Collected data entries:
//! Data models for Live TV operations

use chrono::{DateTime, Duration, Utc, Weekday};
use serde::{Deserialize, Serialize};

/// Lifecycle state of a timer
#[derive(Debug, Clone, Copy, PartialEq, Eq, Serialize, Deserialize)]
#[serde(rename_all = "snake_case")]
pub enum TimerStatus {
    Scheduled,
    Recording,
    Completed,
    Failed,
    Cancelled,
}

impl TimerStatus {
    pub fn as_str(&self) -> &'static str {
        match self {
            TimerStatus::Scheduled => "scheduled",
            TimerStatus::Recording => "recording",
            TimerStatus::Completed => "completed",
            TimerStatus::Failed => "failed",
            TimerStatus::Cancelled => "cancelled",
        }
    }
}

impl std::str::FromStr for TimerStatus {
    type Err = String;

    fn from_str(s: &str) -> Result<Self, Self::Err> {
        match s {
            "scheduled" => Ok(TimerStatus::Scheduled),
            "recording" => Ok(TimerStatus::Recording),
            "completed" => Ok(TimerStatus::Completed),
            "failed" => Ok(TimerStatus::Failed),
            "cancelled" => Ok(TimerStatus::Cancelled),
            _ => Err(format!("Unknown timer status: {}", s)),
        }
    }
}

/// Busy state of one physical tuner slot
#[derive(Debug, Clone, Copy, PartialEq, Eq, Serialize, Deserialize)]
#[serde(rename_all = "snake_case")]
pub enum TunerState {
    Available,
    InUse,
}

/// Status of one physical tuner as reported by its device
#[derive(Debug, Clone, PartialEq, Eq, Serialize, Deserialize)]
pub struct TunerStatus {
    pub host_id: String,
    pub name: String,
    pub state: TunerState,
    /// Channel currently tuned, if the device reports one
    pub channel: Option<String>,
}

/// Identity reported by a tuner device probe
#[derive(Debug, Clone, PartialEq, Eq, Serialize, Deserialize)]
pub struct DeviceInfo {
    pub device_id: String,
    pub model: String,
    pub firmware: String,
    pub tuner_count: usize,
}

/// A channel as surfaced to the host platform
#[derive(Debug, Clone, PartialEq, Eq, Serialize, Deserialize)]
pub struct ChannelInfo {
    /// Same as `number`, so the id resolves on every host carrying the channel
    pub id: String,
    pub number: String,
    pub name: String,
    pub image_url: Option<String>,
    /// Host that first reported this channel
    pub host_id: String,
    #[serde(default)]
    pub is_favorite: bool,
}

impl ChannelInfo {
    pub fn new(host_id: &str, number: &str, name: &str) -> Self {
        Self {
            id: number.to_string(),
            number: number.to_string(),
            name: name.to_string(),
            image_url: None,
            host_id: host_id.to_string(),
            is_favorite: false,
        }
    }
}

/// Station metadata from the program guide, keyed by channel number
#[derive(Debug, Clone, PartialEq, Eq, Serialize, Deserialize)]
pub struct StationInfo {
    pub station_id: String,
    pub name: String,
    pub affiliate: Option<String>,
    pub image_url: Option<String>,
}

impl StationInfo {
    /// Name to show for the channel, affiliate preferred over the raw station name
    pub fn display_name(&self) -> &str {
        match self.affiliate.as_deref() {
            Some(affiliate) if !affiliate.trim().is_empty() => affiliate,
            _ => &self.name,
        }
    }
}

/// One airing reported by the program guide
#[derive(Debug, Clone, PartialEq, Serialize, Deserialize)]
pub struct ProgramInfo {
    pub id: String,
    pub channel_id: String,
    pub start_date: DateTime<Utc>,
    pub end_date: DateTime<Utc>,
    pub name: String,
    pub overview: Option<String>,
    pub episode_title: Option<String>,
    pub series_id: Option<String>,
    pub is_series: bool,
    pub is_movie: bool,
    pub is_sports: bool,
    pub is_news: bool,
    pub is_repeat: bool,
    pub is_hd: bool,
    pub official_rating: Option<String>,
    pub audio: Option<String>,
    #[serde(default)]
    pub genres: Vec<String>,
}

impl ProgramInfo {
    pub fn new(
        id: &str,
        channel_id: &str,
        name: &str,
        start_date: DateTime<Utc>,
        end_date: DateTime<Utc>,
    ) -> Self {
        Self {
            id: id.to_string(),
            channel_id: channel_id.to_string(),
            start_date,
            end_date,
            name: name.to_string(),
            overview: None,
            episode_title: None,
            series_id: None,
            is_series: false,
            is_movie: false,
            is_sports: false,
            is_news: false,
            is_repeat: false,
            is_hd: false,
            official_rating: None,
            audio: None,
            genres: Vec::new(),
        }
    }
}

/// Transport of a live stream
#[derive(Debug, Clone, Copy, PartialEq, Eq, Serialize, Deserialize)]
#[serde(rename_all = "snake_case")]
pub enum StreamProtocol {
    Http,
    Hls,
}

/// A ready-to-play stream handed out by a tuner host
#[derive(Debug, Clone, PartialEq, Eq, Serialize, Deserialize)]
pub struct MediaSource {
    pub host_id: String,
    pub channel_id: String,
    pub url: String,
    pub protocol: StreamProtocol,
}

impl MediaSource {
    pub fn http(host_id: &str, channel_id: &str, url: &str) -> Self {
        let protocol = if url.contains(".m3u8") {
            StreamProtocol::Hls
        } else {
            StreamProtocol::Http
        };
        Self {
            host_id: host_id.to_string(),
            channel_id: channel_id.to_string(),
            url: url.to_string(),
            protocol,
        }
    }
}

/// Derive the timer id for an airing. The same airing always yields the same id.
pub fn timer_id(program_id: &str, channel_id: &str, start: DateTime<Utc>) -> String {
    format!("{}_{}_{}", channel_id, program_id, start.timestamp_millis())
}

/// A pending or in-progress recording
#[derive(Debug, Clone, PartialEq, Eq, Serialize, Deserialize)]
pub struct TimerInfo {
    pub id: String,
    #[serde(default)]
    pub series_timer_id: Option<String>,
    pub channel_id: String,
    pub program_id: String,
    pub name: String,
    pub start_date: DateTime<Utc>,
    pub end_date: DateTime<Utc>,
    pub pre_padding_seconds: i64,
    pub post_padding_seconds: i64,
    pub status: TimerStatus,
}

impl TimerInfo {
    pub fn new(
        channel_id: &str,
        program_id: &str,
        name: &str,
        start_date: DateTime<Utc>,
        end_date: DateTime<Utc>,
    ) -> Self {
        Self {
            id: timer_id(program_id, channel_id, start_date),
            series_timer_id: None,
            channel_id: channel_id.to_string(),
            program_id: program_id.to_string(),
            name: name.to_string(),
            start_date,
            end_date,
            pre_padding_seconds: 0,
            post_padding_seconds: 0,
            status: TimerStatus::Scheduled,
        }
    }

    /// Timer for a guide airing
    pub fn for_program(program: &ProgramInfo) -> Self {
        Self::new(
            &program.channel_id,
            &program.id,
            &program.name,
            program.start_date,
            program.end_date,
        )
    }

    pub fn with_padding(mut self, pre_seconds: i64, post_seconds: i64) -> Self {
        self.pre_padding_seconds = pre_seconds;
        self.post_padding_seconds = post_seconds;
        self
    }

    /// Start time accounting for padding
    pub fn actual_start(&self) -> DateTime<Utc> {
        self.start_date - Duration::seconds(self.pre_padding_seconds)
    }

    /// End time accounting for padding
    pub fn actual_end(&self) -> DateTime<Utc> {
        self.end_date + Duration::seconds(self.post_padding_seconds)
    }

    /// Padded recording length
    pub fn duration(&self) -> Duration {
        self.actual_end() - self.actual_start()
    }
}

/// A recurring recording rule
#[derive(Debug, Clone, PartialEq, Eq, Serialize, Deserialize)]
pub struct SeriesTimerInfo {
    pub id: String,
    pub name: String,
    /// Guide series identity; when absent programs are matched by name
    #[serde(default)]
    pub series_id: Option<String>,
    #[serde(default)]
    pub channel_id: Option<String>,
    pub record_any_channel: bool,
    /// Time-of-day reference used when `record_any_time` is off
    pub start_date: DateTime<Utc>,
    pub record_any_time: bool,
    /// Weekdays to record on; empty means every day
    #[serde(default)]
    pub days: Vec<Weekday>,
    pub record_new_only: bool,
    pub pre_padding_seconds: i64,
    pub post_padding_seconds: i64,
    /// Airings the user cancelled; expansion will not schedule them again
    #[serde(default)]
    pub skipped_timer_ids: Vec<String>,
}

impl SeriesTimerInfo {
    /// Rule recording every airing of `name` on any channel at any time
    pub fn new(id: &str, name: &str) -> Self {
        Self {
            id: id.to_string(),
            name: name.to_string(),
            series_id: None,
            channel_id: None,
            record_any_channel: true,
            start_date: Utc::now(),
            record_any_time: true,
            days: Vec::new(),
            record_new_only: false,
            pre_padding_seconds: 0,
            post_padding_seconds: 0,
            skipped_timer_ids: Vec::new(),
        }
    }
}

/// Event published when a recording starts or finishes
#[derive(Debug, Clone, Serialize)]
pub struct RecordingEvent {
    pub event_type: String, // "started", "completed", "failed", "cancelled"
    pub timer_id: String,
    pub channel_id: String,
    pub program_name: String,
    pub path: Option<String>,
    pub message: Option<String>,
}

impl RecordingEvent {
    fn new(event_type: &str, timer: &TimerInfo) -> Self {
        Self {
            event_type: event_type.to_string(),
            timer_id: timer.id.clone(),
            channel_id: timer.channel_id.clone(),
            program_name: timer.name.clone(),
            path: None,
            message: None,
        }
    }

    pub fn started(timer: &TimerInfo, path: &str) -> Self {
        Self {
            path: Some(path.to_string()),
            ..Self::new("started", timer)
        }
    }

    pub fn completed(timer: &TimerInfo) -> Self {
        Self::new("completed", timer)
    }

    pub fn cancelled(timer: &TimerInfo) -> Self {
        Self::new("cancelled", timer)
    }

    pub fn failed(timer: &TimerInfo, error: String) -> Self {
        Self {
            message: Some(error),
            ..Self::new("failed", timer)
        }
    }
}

▶ [PROBLEM DESCRIPTION]: Which lines of the data include the string "struct"? Find them and copy each one.

▶ [OUTPUT OF THE EXERCISE]:
pub struct TunerStatus {
pub struct DeviceInfo {
pub struct ChannelInfo {
pub struct StationInfo {
pub struct ProgramInfo {
pub struct MediaSource {
pub struct TimerInfo {
pub struct SeriesTimerInfo {
pub struct RecordingEvent {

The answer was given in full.